What do expert organizations conclude about the cancer risk from cell phone use?

In 2011, the International Agency for Research on Cancer (IARC), a component of the World Health Organization, appointed an expert Working Group to review all available evidence on the use of cell phones. The Working Group classified cell phone use as “possibly carcinogenic to humans,” based on limited evidence from human studies, limited evidence from studies of radiofrequency energy and cancer in rodents, and inconsistent evidence from mechanistic studies (5).

The Working Group indicated that, although the human studies were susceptible to bias, the findings could not be dismissed as reflecting bias alone, and that a causal interpretation could not be excluded. The Working Group noted that any interpretation of the evidence should also consider that the observed associations could reflect chance, bias, or confounding rather than an underlying causal effect. In addition, the Working Group stated that the investigation of risk of cancer of the brain associated with cell phone use poses complex methodologic challenges in the conduct of the research and in the analysis and interpretation of findings.

The American Cancer Society (ACS) states that the IARC classification means that there could be some cancer risk associated with radiofrequency energy, but the evidence is not strong enough to be considered causal and needs to be investigated further. Individuals who are concerned about radiofrequency energy exposure can limit their exposure, including using an ear piece and limiting cell phone use, particularly among children.

The National Institute of Environmental Health Sciences (NIEHS) states that the weight of the current scientific evidence has not conclusively linked cell phone use with any adverse health problems, but more research is needed.

The U.S. Food and Drug Administration (FDA) notes that studies reporting biological changes associated with radiofrequency energy have failed to be replicated and that the majority of human epidemiologic studies have failed to show a relationship between exposure to radiofrequency energy from cell phones and health problems.

The U.S. Centers for Disease Control and Prevention (CDC) states that no scientific evidence definitively answers whether cell phone use causes cancer.

The Federal Communications Commission (FCC) concludes that no scientific evidence establishes a causal link between wireless device use and cancer or other illnesses.

In 2015 the European Commission Scientific Committee on Emerging and Newly Identified Health Risks concluded that, overall, the epidemiologic studies on cell phone radiofrequency electromagnetic radiation exposure do not show an increased risk of brain tumors or of other cancers of the head and neck region (1). The Committee also stated that epidemiologic studies do not indicate increased risk for other malignant diseases, including childhood cancer (1).

What studies are under way that will help further our understanding of the possible health effects of cell phone use?

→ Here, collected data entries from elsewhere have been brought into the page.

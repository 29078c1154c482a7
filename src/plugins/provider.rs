//! Command providers.
//!
//! A provider contributes topics and commands to the merged catalog.
//! Three kinds exist and merge in fixed precedence order
//! (builtin < linked < user):
//!
//! | Provider | Source | Metadata freshness |
//! |----------|--------|--------------------|
//! | builtin | the CLI's own command set | compiled in |
//! | linked | local checkouts recorded by `plugins:link` | re-probed every init |
//! | user | plugins installed into the plugins directory | cached until the version changes |
//!
//! # Plugin Metadata
//!
//! A plugin declares itself in its `package.json` under a `spoke`
//! section: topic records, command records (ID, description, hidden,
//! aliases, usage), and an optional entrypoint (default `bin/run`). The
//! [`probe_plugin`] function is the single reader of that section; a
//! package without a non-empty command list is not a plugin.
//!
//! # Failure Policy
//!
//! User plugins are served from the persisted manifest cache whenever the
//! cached version matches the installed package metadata; otherwise their
//! metadata is re-derived by probing `package.json`. A plugin that fails
//! to probe is reported as a warning and omitted - one broken plugin must
//! not take the CLI down.

use std::collections::BTreeSet;
use std::path::{Path, PathBuf};

use anyhow::{Context, Result};
use serde::Deserialize;
use tracing::warn;

use super::manifest::{CachedPlugin, ManifestCache, PluginMeta};
use super::{CommandRecord, CommandRun, ProviderKind, TopicRecord};
use crate::core::SpokeError;
use crate::paths::Paths;

/// What one provider contributes to the merge.
#[derive(Debug, Default)]
pub struct ProviderCatalog {
    pub topics: Vec<TopicRecord>,
    pub commands: Vec<CommandRecord>,
}

/// A source of commands and topics.
pub trait Provider {
    fn kind(&self) -> ProviderKind;
    fn load(&self, cache: &mut ManifestCache) -> Result<ProviderCatalog>;
}

#[derive(Debug, Deserialize)]
struct PackageJson {
    name: String,
    version: String,
    #[serde(default)]
    spoke: Option<PluginSection>,
}

#[derive(Debug, Deserialize)]
struct PluginSection {
    #[serde(default)]
    topics: Vec<super::manifest::TopicMeta>,
    #[serde(default)]
    commands: Vec<super::manifest::CommandMeta>,
    #[serde(default)]
    entrypoint: Option<String>,
}

/// Read a plugin's metadata from its `package.json`.
///
/// A plugin without a non-empty command list is not a plugin; this is the
/// probe used both at init time and right after `plugins:install`.
///
/// # Errors
///
/// - a read or JSON parse error for `package.json`
/// - [`SpokeError::InvalidPlugin`] when the `spoke` section is missing
///   or declares no commands
pub fn probe_plugin(root: &Path) -> Result<PluginMeta> {
    let path = root.join("package.json");
    let raw = std::fs::read_to_string(&path)
        .with_context(|| format!("failed to read {}", path.display()))?;
    let package: PackageJson = serde_json::from_str(&raw)
        .with_context(|| format!("invalid JSON in {}", path.display()))?;

    let section = package.spoke.ok_or_else(|| SpokeError::InvalidPlugin {
        name: package.name.clone(),
    })?;
    if section.commands.is_empty() {
        return Err(SpokeError::InvalidPlugin { name: package.name }.into());
    }

    Ok(PluginMeta {
        name: package.name,
        version: package.version,
        topics: section.topics,
        commands: section.commands,
        entrypoint: section
            .entrypoint
            .unwrap_or_else(|| "bin/run".to_string()),
    })
}

fn catalog_from_meta(meta: &PluginMeta, root: &Path) -> ProviderCatalog {
    let mut catalog = ProviderCatalog::default();
    for topic in &meta.topics {
        catalog.topics.push(TopicRecord {
            name: topic.name.clone(),
            description: topic.description.clone(),
            hidden: topic.hidden,
            commands: BTreeSet::new(),
        });
    }
    for command in &meta.commands {
        catalog.commands.push(CommandRecord {
            id: command.id.clone(),
            description: command.description.clone(),
            hidden: command.hidden,
            aliases: command.aliases.clone(),
            usage: command.usage.clone(),
            run: CommandRun::Plugin {
                plugin: meta.name.clone(),
                root: root.to_path_buf(),
                entrypoint: meta.entrypoint.clone(),
            },
        });
    }
    catalog
}

/// Serves the CLI's own command set.
pub struct BuiltinProvider;

impl Provider for BuiltinProvider {
    fn kind(&self) -> ProviderKind {
        ProviderKind::Builtin
    }

    fn load(&self, _cache: &mut ManifestCache) -> Result<ProviderCatalog> {
        Ok(crate::cli::builtin_catalog())
    }
}

/// Serves plugins linked from local directories.
///
/// Linked plugins are development checkouts: their metadata is re-probed
/// on every init instead of trusting the cache.
pub struct LinkedProvider;

impl Provider for LinkedProvider {
    fn kind(&self) -> ProviderKind {
        ProviderKind::Linked
    }

    fn load(&self, cache: &mut ManifestCache) -> Result<ProviderCatalog> {
        let mut catalog = ProviderCatalog::default();
        for root in cache.linked().to_vec() {
            match probe_plugin(&root) {
                Ok(meta) => {
                    let partial = catalog_from_meta(&meta, &root);
                    catalog.topics.extend(partial.topics);
                    catalog.commands.extend(partial.commands);
                }
                Err(err) => {
                    warn!("skipping linked plugin {}: {err:#}", root.display());
                }
            }
        }
        Ok(catalog)
    }
}

/// Serves plugins installed into the user plugins directory.
pub struct UserProvider {
    plugins_dir: PathBuf,
}

impl UserProvider {
    pub fn new(paths: &Paths) -> Self {
        Self {
            plugins_dir: paths.user_plugins_dir.clone(),
        }
    }

    /// Names of installed plugins: the `dependencies` keys of the user
    /// plugins `package.json`.
    pub fn installed(&self) -> Vec<String> {
        let path = self.plugins_dir.join("package.json");
        let raw = match std::fs::read_to_string(&path) {
            Ok(raw) => raw,
            Err(_) => return Vec::new(),
        };
        let value: serde_json::Value = match serde_json::from_str(&raw) {
            Ok(value) => value,
            Err(err) => {
                warn!("invalid user plugins package.json: {err}");
                return Vec::new();
            }
        };
        value
            .get("dependencies")
            .and_then(|deps| deps.as_object())
            .map(|deps| deps.keys().cloned().collect())
            .unwrap_or_default()
    }

    fn plugin_root(&self, name: &str) -> PathBuf {
        self.plugins_dir.join("node_modules").join(name)
    }
}

impl Provider for UserProvider {
    fn kind(&self) -> ProviderKind {
        ProviderKind::User
    }

    fn load(&self, cache: &mut ManifestCache) -> Result<ProviderCatalog> {
        let mut catalog = ProviderCatalog::default();
        for name in self.installed() {
            let root = self.plugin_root(&name);

            // The cache is trusted only while its version matches the
            // installed package metadata.
            let installed_version = probe_version(&root);
            let cached = cache.get(&name).filter(|entry| {
                entry.root == root && Some(&entry.meta.version) == installed_version.as_ref()
            });

            let meta = match cached {
                Some(entry) => entry.meta.clone(),
                None => match probe_plugin(&root) {
                    Ok(meta) => {
                        cache.insert(CachedPlugin {
                            root: root.clone(),
                            meta: meta.clone(),
                        });
                        meta
                    }
                    Err(err) => {
                        warn!("skipping plugin {name}: {err:#}");
                        cache.invalidate(&name);
                        continue;
                    }
                },
            };

            let partial = catalog_from_meta(&meta, &root);
            catalog.topics.extend(partial.topics);
            catalog.commands.extend(partial.commands);
        }
        Ok(catalog)
    }
}

fn probe_version(root: &Path) -> Option<String> {
    let raw = std::fs::read_to_string(root.join("package.json")).ok()?;
    let value: serde_json::Value = serde_json::from_str(&raw).ok()?;
    value
        .get("version")
        .and_then(|v| v.as_str())
        .map(ToString::to_string)
}

/// Test fixture: write a minimal valid plugin package into `root`.
#[cfg(test)]
pub(crate) fn write_plugin(root: &Path, name: &str, version: &str) {
    std::fs::create_dir_all(root).unwrap();
    let package = serde_json::json!({
        "name": name,
        "version": version,
        "spoke": {
            "topics": [{"name": name, "description": format!("{name} commands")}],
            "commands": [
                {"id": format!("{name}:hello"), "description": "say hello"}
            ]
        }
    });
    std::fs::write(
        root.join("package.json"),
        serde_json::to_string_pretty(&package).unwrap(),
    )
    .unwrap();
}
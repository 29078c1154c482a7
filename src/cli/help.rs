//! The `help` command.

use anyhow::Result;
use clap::Parser;

use super::CommandContext;
use crate::help::HelpRenderer;

/// Arguments for `spoke help`.
#[derive(Parser, Debug)]
pub struct HelpArgs {
    /// Topic or command to describe; empty for the overview.
    #[arg(value_name = "SUBJECT")]
    pub subject: Option<String>,

    /// Include hidden commands in topic listings.
    #[arg(long)]
    pub all: bool,
}

pub fn execute(ctx: &CommandContext<'_>, args: HelpArgs) -> Result<()> {
    let renderer = HelpRenderer::new(ctx.config, ctx.manager);
    let out = renderer.render(args.subject.as_deref(), args.all)?;
    print!("{out}");
    Ok(())
}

A large prospective cohort study of cell phone use and its possible long-term health effects was launched in Europe in March 2010. This study, known as COSMOS, has enrolled approximately 290,000 cell phone users aged 18 years or older to date and will follow them for 20 to 30 years.

Participants in COSMOS will complete a questionnaire about their health, lifestyle, and current and past cell phone use. This information will be supplemented with information from health records and cell phone records.

The challenge of this ambitious study is to continue following the participants for a range of health effects over many decades. Researchers will need to determine whether participants who leave the study are somehow different from those who remain throughout the follow-up period.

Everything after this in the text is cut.